Duroy s’avança en tâchant de donner à sa physionomie un air de cordialité expressive, et il serra avec une énergie exagérée la main tendue de son hôte. Puis, s’étant assis, il ne trouva rien à lui dire.

M. de Marelle remit un morceau de bois au feu, et demanda :

— Voici longtemps que vous vous occupez de journalisme ?

Duroy répondit :

— Depuis quelques mois seulement.

— Ah ! vous avez marché vite.

— Oui, assez vite.

Et il se mit à parler au hasard, sans trop songer à ce qu’il disait, débitant toutes les banalités en usage entre gens qui ne se connaissent point.
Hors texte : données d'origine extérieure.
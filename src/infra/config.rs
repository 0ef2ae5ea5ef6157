use std::net::SocketAddr;
use std::path::PathBuf;

use axum::http::HeaderValue;
use env_helpers::{get_env, get_env_default};
use secrecy::SecretString;
use time::Duration;
use url::Url;

pub struct AppConfig {
    pub jwt_secret: SecretString,
    pub access_token_ttl: Duration,
    pub refresh_token_ttl: Duration,
    pub app_origin: Url,
    pub cors_origin: HeaderValue,
    pub magic_link_ttl_minutes: i64,
    pub bind_addr: SocketAddr,
    pub redis_url: String,
    pub rate_limit_window_secs: u64,
    pub rate_limit_per_ip: u64,
    pub rate_limit_per_email: u64,
    pub database_url: String,
    /// Whether to trust X-Forwarded-For headers. Set to true when behind a reverse proxy (Caddy, nginx).
    /// SECURITY: Only enable this when the API is not directly exposed to the internet.
    pub trust_proxy: bool,
    /// Directory uploaded media is written to.
    pub media_root: PathBuf,
    /// Resend API key; when absent, outgoing mail is logged instead of sent.
    pub resend_api_key: Option<SecretString>,
    pub email_from: String,
}

impl AppConfig {
    pub fn from_env() -> Self {
        let jwt_secret: SecretString = SecretString::new(get_env::<String>("JWT_SECRET").into());

        let refresh_token_ttl_days: i64 = get_env_default("REFRESH_TOKEN_TTL_DAYS", 30);
        let access_token_ttl_secs: i64 = get_env_default("ACCESS_TOKEN_TTL_SECS", 86_400);

        let app_origin: Url = get_env("APP_ORIGIN");
        let magic_link_ttl_minutes: i64 = get_env_default("MAGIC_LINK_TTL_MINUTES", 15);
        let cors_origin: HeaderValue =
            get_env_default("CORS_ORIGIN", String::from("http://localhost:3000"))
                .parse()
                .expect("CORS_ORIGIN must be a valid header value");

        let bind_addr: SocketAddr = get_env_default("BIND_ADDR", "127.0.0.1:3001".parse().unwrap());
        let redis_url: String = get_env_default("REDIS_URL", "redis://127.0.0.1:6379".to_string());
        let rate_limit_window_secs: u64 = get_env_default("RATE_LIMIT_WINDOW_SECS", 60);
        let rate_limit_per_ip: u64 = get_env_default("RATE_LIMIT_PER_IP", 60);
        let rate_limit_per_email: u64 = get_env_default("RATE_LIMIT_PER_EMAIL", 30);
        let database_url: String = get_env("DATABASE_URL");
        // Default to false for security - must explicitly enable when behind a trusted proxy
        let trust_proxy: bool = get_env_default("TRUST_PROXY", false);
        let media_root: PathBuf =
            PathBuf::from(get_env_default("MEDIA_ROOT", String::from("./media")));
        let resend_api_key: Option<SecretString> = std::env::var("RESEND_API_KEY")
            .ok()
            .filter(|key| !key.trim().is_empty())
            .map(|key| SecretString::new(key.into()));
        let email_from: String =
            get_env_default("EMAIL_FROM", String::from("Uplift <no-reply@uplift.local>"));

        Self {
            jwt_secret,
            access_token_ttl: Duration::seconds(access_token_ttl_secs),
            refresh_token_ttl: Duration::days(refresh_token_ttl_days),
            app_origin,
            cors_origin,
            magic_link_ttl_minutes,
            bind_addr,
            redis_url,
            rate_limit_window_secs,
            rate_limit_per_ip,
            rate_limit_per_email,
            database_url,
            trust_proxy,
            media_root,
            resend_api_key,
            email_from,
        }
    }
}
Il se rassurait maintenant et commençait à trouver la situation fort amusante. Il regardait la figure sérieuse et respectable de M. de Marelle, avec une envie de rire sur les lèvres, en pensant : « Toi, je te fais cocu, mon vieux, je te fais cocu. » Et une satisfaction intime, vicieuse, le pénétrait, une joie de voleur qui a réussi et qu’on ne soupçonne pas, une joie fourbe, délicieuse. Il avait envie, tout à coup, d’être l’ami de cet homme, de gagner sa confiance, de lui faire raconter les choses secrètes de sa vie.